Rodney Dickens of Orewa said many young couples now had to live with parents. People had to take in boarders to afford mortgages or rent and garages were being used to house people instead of cars.
Dickens, of economic/industry/property researcher Strategic Risk Analysis, said the solution was to abolish the "smart-growth" planning policies which restrict land.
He wants more city boundary or fringe areas freed up, saying this will help to solve the problem.
His view is opposed by the Auckland Regional Council and organisations including the Environmental Defence Society and its chairman Gary Taylor, who is strongly opposed to what he calls urban sprawl.
Taylor predicted it would be a disaster for the environment and would add costs to the city.
But Dickens said Auckland's housing was becoming increasingly unaffordable and people would shift elsewhere unless more land was made available.
"Retired people hit by finance company failures are being forced to move in together.
"The gap between Auckland section prices and national average section prices has increased significantly, meaning people now have a much larger financial incentive than previously to live elsewhere."

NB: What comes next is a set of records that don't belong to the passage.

#[cfg(test)]
mod tests {
    use stockgrid_core::EntityId;
    use stockgrid_warehouse::{PlannedBin, StructurePlanner, Warehouse, Zone, ZoneStructure};

    use super::*;

    fn store() -> InMemoryWarehouseStore {
        InMemoryWarehouseStore::new()
    }

    fn seed_zone(store: &InMemoryWarehouseStore, tenant_id: TenantId) -> (WarehouseId, ZoneId) {
        let warehouse = Warehouse::new(WarehouseId::new(EntityId::new()), tenant_id, "WH", "Main")
            .unwrap();
        let warehouse_id = warehouse.id_typed();
        WarehousesRepository::create(store, warehouse).unwrap();

        let zone = Zone::new(ZoneId::new(EntityId::new()), tenant_id, warehouse_id, "ZN", "Ambient")
            .unwrap();
        let zone_id = zone.id_typed();
        ZonesRepository::create(store, zone).unwrap();
        (warehouse_id, zone_id)
    }

    fn seed_bins(store: &InMemoryWarehouseStore, tenant_id: TenantId, zone_id: ZoneId) -> Vec<Bin> {
        let structure = ZoneStructure::uniform(1, 1, 3);
        let bins: Vec<Bin> = StructurePlanner::plan(&structure, "WH", "ZN")
            .unwrap()
            .iter()
            .map(|p| Bin::from_planned(BinId::new(EntityId::new()), tenant_id, zone_id, p))
            .collect();
        for bin in &bins {
            BinsRepository::create(store, bin.clone()).unwrap();
        }
        bins
    }

    #[test]
    fn duplicate_warehouse_code_conflicts() {
        let store = store();
        let tenant_id = TenantId::new();
        seed_zone(&store, tenant_id);

        let dup =
            Warehouse::new(WarehouseId::new(EntityId::new()), tenant_id, "WH", "Other").unwrap();
        let err = WarehousesRepository::create(&store, dup).unwrap_err();
        assert!(matches!(err, RepositoryError::Conflict(_)));
    }

    #[test]
    fn same_code_different_tenant_is_fine() {
        let store = store();
        seed_zone(&store, TenantId::new());
        seed_zone(&store, TenantId::new());
    }

    #[test]
    fn find_many_by_zone_is_sorted_and_tenant_scoped() {
        let store = store();
        let tenant_a = TenantId::new();
        let tenant_b = TenantId::new();
        let (_, zone_a) = seed_zone(&store, tenant_a);
        let (_, zone_b) = seed_zone(&store, tenant_b);
        seed_bins(&store, tenant_a, zone_a);
        seed_bins(&store, tenant_b, zone_b);

        let bins = store.find_many_by_zone(tenant_a, zone_a).unwrap();
        assert_eq!(bins.len(), 3);
        assert!(bins.iter().all(|b| b.tenant_id() == tenant_a));
        let addresses: Vec<&str> = bins.iter().map(|b| b.address()).collect();
        let mut sorted = addresses.clone();
        sorted.sort();
        assert_eq!(addresses, sorted);
    }

    #[test]
    fn stale_version_update_conflicts() {
        let store = store();
        let tenant_id = TenantId::new();
        let (_, zone_id) = seed_zone(&store, tenant_id);
        let bins = seed_bins(&store, tenant_id, zone_id);

        let mut first = bins[0].clone();
        let loaded_at = first.version();
        first.add_occupancy(1).unwrap();
        BinsRepository::update(&store, first.clone(), ExpectedVersion::Exact(loaded_at)).unwrap();

        // A second writer still holding the old version must fail.
        let mut second = bins[0].clone();
        second.add_occupancy(2).unwrap();
        let err = BinsRepository::update(&store, second, ExpectedVersion::Exact(loaded_at))
            .unwrap_err();
        assert!(matches!(err, RepositoryError::Conflict(_)));
    }

    #[test]
    fn batch_update_with_stale_snapshot_conflicts() {
        let store = store();
        let tenant_id = TenantId::new();
        let (_, zone_id) = seed_zone(&store, tenant_id);
        let bins = seed_bins(&store, tenant_id, zone_id);

        // An item movement lands through the per-bin optimistic path.
        let mut moved = bins[0].clone();
        let loaded_at = moved.version();
        moved.add_occupancy(4).unwrap();
        BinsRepository::update(&store, moved, ExpectedVersion::Exact(loaded_at)).unwrap();

        // A reconfiguration still holding the pre-movement snapshot must not
        // clobber that write.
        let mut stale = bins[0].clone();
        stale.block("removed from structure").unwrap();
        let batch = BinBatch {
            updates: vec![(stale, ExpectedVersion::Exact(loaded_at))],
            ..BinBatch::default()
        };

        let err = store.apply_batch(tenant_id, zone_id, batch).unwrap_err();
        assert!(matches!(err, RepositoryError::Conflict(_)));

        let stored = store
            .find_by_address(tenant_id, zone_id, bins[0].address())
            .unwrap()
            .unwrap();
        assert_eq!(stored.current_occupancy(), 4);
        assert!(!stored.is_blocked());
    }

    #[test]
    fn batch_detaches_items_in_the_same_unit() {
        let store = store();
        let tenant_id = TenantId::new();
        let (_, zone_id) = seed_zone(&store, tenant_id);
        let bins = seed_bins(&store, tenant_id, zone_id);
        let bin_id = bins[0].id_typed();

        for i in 0..3 {
            ItemsRepository::create(
                &store,
                StockItem::new(
                    ItemId::new(EntityId::new()),
                    tenant_id,
                    format!("SKU-{i}"),
                    Some(bin_id),
                ),
            )
            .unwrap();
        }

        let batch = BinBatch {
            deletes: vec![bin_id],
            detaches: vec![bin_id],
            ..BinBatch::default()
        };
        let detached = store.apply_batch(tenant_id, zone_id, batch).unwrap();

        assert_eq!(detached, 3);
        assert!(
            store
                .find_by_address(tenant_id, zone_id, bins[0].address())
                .unwrap()
                .is_none()
        );
        assert_eq!(store.count_items_in_bin(tenant_id, bin_id).unwrap(), 0);
    }

    #[test]
    fn rejected_batch_applies_no_detachments() {
        let store = store();
        let tenant_id = TenantId::new();
        let (_, zone_id) = seed_zone(&store, tenant_id);
        let bins = seed_bins(&store, tenant_id, zone_id);
        let bin_id = bins[0].id_typed();

        ItemsRepository::create(
            &store,
            StockItem::new(ItemId::new(EntityId::new()), tenant_id, "SKU-0", Some(bin_id)),
        )
        .unwrap();

        // A stale update elsewhere in the batch rejects the whole unit; the
        // detach intent must not have leaked through.
        let mut stale = bins[1].clone();
        stale.block("removed from structure").unwrap();
        let batch = BinBatch {
            updates: vec![(stale, ExpectedVersion::Exact(99))],
            deletes: vec![bin_id],
            detaches: vec![bin_id],
            ..BinBatch::default()
        };

        let err = store.apply_batch(tenant_id, zone_id, batch).unwrap_err();
        assert!(matches!(err, RepositoryError::Conflict(_)));
        assert_eq!(store.count_items_in_bin(tenant_id, bin_id).unwrap(), 1);
        assert!(
            store
                .find_by_address(tenant_id, zone_id, bins[0].address())
                .unwrap()
                .is_some()
        );
    }

    #[test]
    fn rejected_batch_leaves_store_untouched() {
        let store = store();
        let tenant_id = TenantId::new();
        let (_, zone_id) = seed_zone(&store, tenant_id);
        let bins = seed_bins(&store, tenant_id, zone_id);

        // Delete one bin but also try to create a duplicate of a surviving
        // address; the whole batch must be rejected.
        let duplicate = Bin::from_planned(
            BinId::new(EntityId::new()),
            tenant_id,
            zone_id,
            &PlannedBin {
                aisle: 1,
                shelf: 1,
                position: 2,
                address: bins[1].address().to_string(),
            },
        );
        let batch = BinBatch {
            creates: vec![duplicate],
            deletes: vec![bins[0].id_typed()],
            ..BinBatch::default()
        };

        let err = store.apply_batch(tenant_id, zone_id, batch).unwrap_err();
        assert!(matches!(err, RepositoryError::Conflict(_)));
        assert_eq!(store.find_many_by_zone(tenant_id, zone_id).unwrap().len(), 3);
    }

    #[test]
    fn batch_may_recreate_a_deleted_address() {
        let store = store();
        let tenant_id = TenantId::new();
        let (_, zone_id) = seed_zone(&store, tenant_id);
        let bins = seed_bins(&store, tenant_id, zone_id);

        let replacement = Bin::from_planned(
            BinId::new(EntityId::new()),
            tenant_id,
            zone_id,
            &PlannedBin {
                aisle: 1,
                shelf: 1,
                position: 1,
                address: bins[0].address().to_string(),
            },
        );
        let batch = BinBatch {
            creates: vec![replacement.clone()],
            deletes: vec![bins[0].id_typed()],
            ..BinBatch::default()
        };
        store.apply_batch(tenant_id, zone_id, batch).unwrap();

        let found = store
            .find_by_address(tenant_id, zone_id, bins[0].address())
            .unwrap()
            .unwrap();
        assert_eq!(found.id_typed(), replacement.id_typed());
    }

    #[test]
    fn detach_clears_bin_references_without_deleting_items() {
        let store = store();
        let tenant_id = TenantId::new();
        let (_, zone_id) = seed_zone(&store, tenant_id);
        let bins = seed_bins(&store, tenant_id, zone_id);
        let bin_id = bins[0].id_typed();

        for i in 0..4 {
            ItemsRepository::create(
                &store,
                StockItem::new(
                    ItemId::new(EntityId::new()),
                    tenant_id,
                    format!("SKU-{i}"),
                    Some(bin_id),
                ),
            )
            .unwrap();
        }
        assert_eq!(store.count_items_in_bin(tenant_id, bin_id).unwrap(), 4);

        let detached = store.detach_from_bin(tenant_id, bin_id).unwrap();
        assert_eq!(detached, 4);
        assert_eq!(store.count_items_in_bin(tenant_id, bin_id).unwrap(), 0);

        let counts = store.count_items_per_bin(tenant_id, zone_id).unwrap();
        assert!(counts.is_empty());
    }
}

Dickens cited the Hawkes Bay and Taranaki as areas where section prices were much lower and said house-building in Napier and New Plymouth was running above the national average.
Ring-fencing Auckland and strangling development caused big price hikes, he said. "Anyone vaguely familiar with economics will know that limiting supply will increase prices.
"Limiting new subdivision activity has meant the gap between Auckland and the national average section price has increased significantly.
"Councils are pricing Auckland out of the market."
The city faced the same fate as some United States cities which lost population after adhering to the "smart growth" policies, he said.
Dickens cited Statistics New Zealand data showing Auckland's urban area population was 30.9 per cent of the national total by last June. House-building in Auckland should therefore be the same percentage of the national new house-building sector, he said.
Yet since 2006, Auckland's housing-building sector had underperformed and the consequences could be severe, he warned.
"Even in the depths of the recession in the early 1990s that hit the Auckland region harder than some other regions, the annual number of consents for new dwellings in the Auckland region only fell to 28 per cent of the national total.
"During the strong performance by the Auckland region's housing market between 1995 and 2005 it averaged 38.5 per cent of the national total of new dwelling consents. However, the Auckland region only accounted for 23 per cent of the national total in the year to April 2010 and has been below 25 per cent of the national total since the year to September 2007.
"The period of underperformance since 2006 is much more than can be explained by a temporary cyclical underperformance, which suggests that there is something different than normal occurring."